Adaptive filter to scale and phase shift two sensors output

One way of separating downgoing and upgoing wavefields in offshore seimic processing is to add signals from hydrophone and vertical component of the geophone (they are co-located). Hydrophone only registers a change in the pressure whereas geohphone as well as registering a change in seismic field also reacts to the direction of arriving wave, ie. if it is coming from above or below (sensors are deployed on sea floor). But the scale of the two are different as they record two different physical quantities.
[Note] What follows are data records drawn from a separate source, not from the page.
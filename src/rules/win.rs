//! Win detection logic for tic-tac-toe.

use crate::position::{Direction, Position};
use crate::types::{Board, Player, Square};
use tracing::instrument;

/// A winning line: a starting square walked three steps in a direction.
#[derive(Debug, Clone, Copy, PartialEq, Eq)]
pub struct Line {
    /// First square of the line.
    pub start: Position,
    /// Step vector from the start.
    pub direction: Direction,
}

impl Line {
    /// The three positions along the line, in step order.
    pub fn positions(self) -> impl Iterator<Item = Position> {
        (0..3).filter_map(move |times| self.start.step(self.direction, times))
    }
}

/// The 8 winning lines: 3 rows, 3 columns, 2 diagonals.
pub const WINNING_LINES: [Line; 8] = [
    // Rows
    Line {
        start: Position::TopLeft,
        direction: Direction::ROW,
    },
    Line {
        start: Position::MiddleLeft,
        direction: Direction::ROW,
    },
    Line {
        start: Position::BottomLeft,
        direction: Direction::ROW,
    },
    // Columns
    Line {
        start: Position::TopLeft,
        direction: Direction::COLUMN,
    },
    Line {
        start: Position::TopCenter,
        direction: Direction::COLUMN,
    },
    Line {
        start: Position::TopRight,
        direction: Direction::COLUMN,
    },
    // Diagonals
    Line {
        start: Position::TopLeft,
        direction: Direction::DIAGONAL_DESCENDING,
    },
    Line {
        start: Position::BottomLeft,
        direction: Direction::DIAGONAL_ASCENDING,
    },
];

/// Checks whether the player holds all three squares of any winning line.
#[instrument(skip(board))]
pub fn is_winner(board: &Board, player: Player) -> bool {
    let mark = Square::Occupied(player);
    WINNING_LINES.iter().any(|line| {
        let squares: Vec<Square> = line.positions().map(|position| board.get(position)).collect();
        squares.len() == 3 && squares.iter().all(|&square| square == mark)
    })
}

/// Returns the winner if either player holds a complete line.
#[instrument(skip(board))]
pub fn check_winner(board: &Board) -> Option<Player> {
    [Player::X, Player::O]
        .into_iter()
        .find(|&player| is_winner(board, player))
}

#[cfg(test)]
mod tests {
    use super::*;

    fn board_with(positions: impl IntoIterator<Item = Position>, player: Player) -> Board {
        let mut board = Board::new();
        for position in positions {
            board = board.with_square(position, player).unwrap();
        }
        board
    }

    #[test]
    fn test_no_winner_empty_board() {
        let board = Board::new();
        assert_eq!(check_winner(&board), None);
    }

    #[test]
    fn test_winner_top_row() {
        let board = board_with(
            [Position::TopLeft, Position::TopCenter, Position::TopRight],
            Player::X,
        );
        assert_eq!(check_winner(&board), Some(Player::X));
    }

    #[test]
    fn test_winner_descending_diagonal() {
        let board = board_with(
            [Position::TopLeft, Position::Center, Position::BottomRight],
            Player::O,
        );
        assert_eq!(check_winner(&board), Some(Player::O));
    }

    #[test]
    fn test_no_winner_incomplete_line() {
        let board = board_with([Position::TopLeft, Position::TopCenter], Player::X);
        assert_eq!(check_winner(&board), None);
    }

    #[test]
    fn test_mixed_line_is_not_a_win() {
        let board = Board::new()
            .with_square(Position::TopLeft, Player::X)
            .unwrap()
            .with_square(Position::TopCenter, Player::O)
            .unwrap()
            .with_square(Position::TopRight, Player::X)
            .unwrap();
        assert_eq!(check_winner(&board), None);
    }

    #[test]
    fn test_every_line_wins_for_either_player() {
        for line in WINNING_LINES {
            for player in [Player::X, Player::O] {
                let board = board_with(line.positions(), player);
                assert!(is_winner(&board, player), "line {line:?} for {player:?}");
                assert!(!is_winner(&board, player.opponent()));
            }
        }
    }

    #[test]
    fn test_lines_span_three_squares() {
        for line in WINNING_LINES {
            let positions: Vec<Position> = line.positions().collect();
            assert_eq!(positions.len(), 3, "line {line:?}");
            assert_ne!(positions[0], positions[1]);
            assert_ne!(positions[1], positions[2]);
            assert_ne!(positions[0], positions[2]);
        }
    }
}
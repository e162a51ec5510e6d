//! Pure tic-tac-toe rules engine.
//!
//! This library advances a 3x3 tic-tac-toe game one move at a time,
//! enforcing turn order, square occupancy, and win/draw detection. It
//! performs no I/O and holds no shared state: every transition borrows
//! the current [`Game`] and returns a new one, so a host (CLI, UI,
//! server) owns the move loop and any rendering or persistence.
//!
//! # Architecture
//!
//! - **Types**: board, squares, and players
//! - **Rules**: win and draw classification over a board
//! - **Validation**: move preconditions checked before any board write
//! - **Game**: the phase sum type and the `play` transition
//!
//! # Example
//!
//! ```
//! use tictactoe_core::{Game, Move, Player, Position};
//!
//! let game = Game::new(Player::X);
//! let game = game.play(Move::new(Player::X, Position::Center))?;
//! assert_eq!(game.next_player(), Some(Player::O));
//! # Ok::<(), tictactoe_core::MoveError>(())
//! ```

#![warn(missing_docs)]
#![forbid(unsafe_code)]

// Private module declarations
mod action;
mod game;
mod position;
mod rules;
mod types;
mod validation;

// Crate-level exports - Moves and rule violations
pub use action::{Move, MoveError};

// Crate-level exports - Game states and transitions
pub use game::{DrawGame, Game, OngoingGame, WonGame};

// Crate-level exports - Board geometry
pub use position::{Direction, Position};

// Crate-level exports - Rule predicates
pub use rules::{Line, WINNING_LINES, check_winner, is_draw, is_full, is_winner};

// Crate-level exports - Core domain types
pub use types::{Board, Player, Square};

// Crate-level exports - Move preconditions
pub use validation::PlayersTurn;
In addition, there is a phase difference between the two. To do the summation, I first need to re-scale one to the other and phase shift. The phase shift is slightly frequency dependent. I would like to make a filter that does the above on a period of data and then use the filter on all incoming data. The figure below shows an example of an upcoming signal (hydrophone signal has been downscaled for the exmple. In reality it is of much higher amplitude). If the two were of same scale and in phase then summing them will double the signal's amplitude while reducing the noise coming from above. I have some solution in time domain (assuming constant phase shift and scaling factor) and frequency domain by multiplying one's spectra with the transfer function between the two (found from spectral division). I have also used 'nlms' adaptive filtering. But some noise still remains, enough to make trouble later on. Wonder if anyone has a suggestion on how to make the filter or some Matlab code. Thanks

• you expect that phase compensation(with respect to signal of interest) and adding will remove the entire noise ? this is similar to delay and sum method, but this method has its limitation(apart from assumptions) on amount of cancellation, verify once the limit exceeds the expectation. – arpit jain May 16 '18 at 9:08
• Not the entire noise but better than what I already achieve with the other methods. The major problem is the frequency dependent phase shift. If I can measure that correctly, I think it is possible to attenuate noise still further. – user1641496 May 16 '18 at 9:21
• Time domain adaptive filter if used/adapted properly and converged properly should solve the purpose. one should not adapt filter when signal of interest is not present, otherwise the final filter response will never converge. – arpit jain May 16 '18 at 10:10
• there are a couple of things to look at: 1. cross-correlation to line up the waveforms in time. 2. LMS (or normalized LMS) adaptive filter. – robert bristow-johnson May 19 '18 at 4:37

It seems that you want to equalize one time series to the other or vice versa or some combination. The general problem is then (in shorthand) $$h_1{\Large *}y_1 \approx h_2{\Large *}y_2$$ where $\Large *$ denotes convolution, $h_i$ are filters, and $y_i$ are your time series. If you simply equalize one time series to the other, this is $$y_1 \approx h_2{\Large *} y_2$$
In matrix form, this becomes $$\left[\begin{array}{c} y_1[p]\\y_1[p+1]\\\vdots\\y_1[p+N-1]\end{array}\right] \approx \left[\begin{array}{cccc}y_2[2p] & y_2[2p-1] & \cdots & y_2[0]\\ y_2[2p+1] & y_2[2p] & \cdots & y_2[1]\\ \vdots & \ddots & \ddots & \vdots \\ y_2[2p+N-1] & y_2[2p+N-2] & \cdots & y_2[N-1] \end{array}\right] \left[\begin{array}{c}h_2[0]\\h_2[1]\\\vdots\\h_2[2p] \end{array}\right]$$ or more concisely $$\underline{y}_1 \approx {\bf Y_2}\underline{h}_2$$ The least squares solution for the equalizing filter coefficient vector is $$\underline{h}_{2,LS} = \left({\bf Y_2^HY_2}\right)^{-1}{\bf Y_2^H}\underline{y}_1$$
You can alternatively use LMS or RLS to do recursive updates to find/track $\underline{h}_2$.
One additional comment on equalizing one time series to the other: by choosing to equalize $\underline{y}_2$ to $\underline{y}_1$, we choose one spectral weighting - implicitly. If we instead equalized $\underline{y}_1$ to $\underline{y}_2$, we would have a slightly different spectral weight for the overall least squares fit. If the filters are relatively minor in magnitude variation over the signal band, the spectral weight difference is similarly minor, but if the equalizer filter response is quite different for the two cases (can just as well solve and analyze both), you will need to assess which is preferred/better and why.